//! Logging configuration and initialization.
//!
//! The level is decided once from the command line and handed to [`init`];
//! library code only uses the `tracing` macros.

use tracing_subscriber::EnvFilter;

/// Verbosity settings taken from the command line.
#[derive(Debug, Clone, Copy, Default)]
pub struct LogConfig {
    /// Number of `-v` flags.
    pub verbose: u8,
    /// `--debug` was passed.
    pub debug: bool,
}

impl LogConfig {
    /// Filter directive for this verbosity.
    pub fn level(&self) -> &'static str {
        match (self.verbose, self.debug) {
            (v, _) if v >= 3 => "trace",
            (2, _) | (_, true) => "debug",
            (1, false) => "info",
            _ => "warn",
        }
    }
}

/// Install the global tracing subscriber.
///
/// `RUST_LOG` wins over the command line when set.
pub fn init(config: LogConfig) {
    let filter =
        EnvFilter::try_from_default_env().unwrap_or_else(|_| EnvFilter::new(config.level()));

    // A subscriber may already be installed (e.g. by a test harness).
    let _ = tracing_subscriber::fmt()
        .with_env_filter(filter)
        .with_writer(std::io::stderr)
        .with_target(config.verbose >= 2)
        .without_time()
        .try_init();

    tracing::debug!(level = config.level(), "logging initialized");
}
====
Work required: Take each line of the material that contains the word "LogConfig" and list it.

Exercise response:
pub struct LogConfig {
impl LogConfig {
pub fn init(config: LogConfig) {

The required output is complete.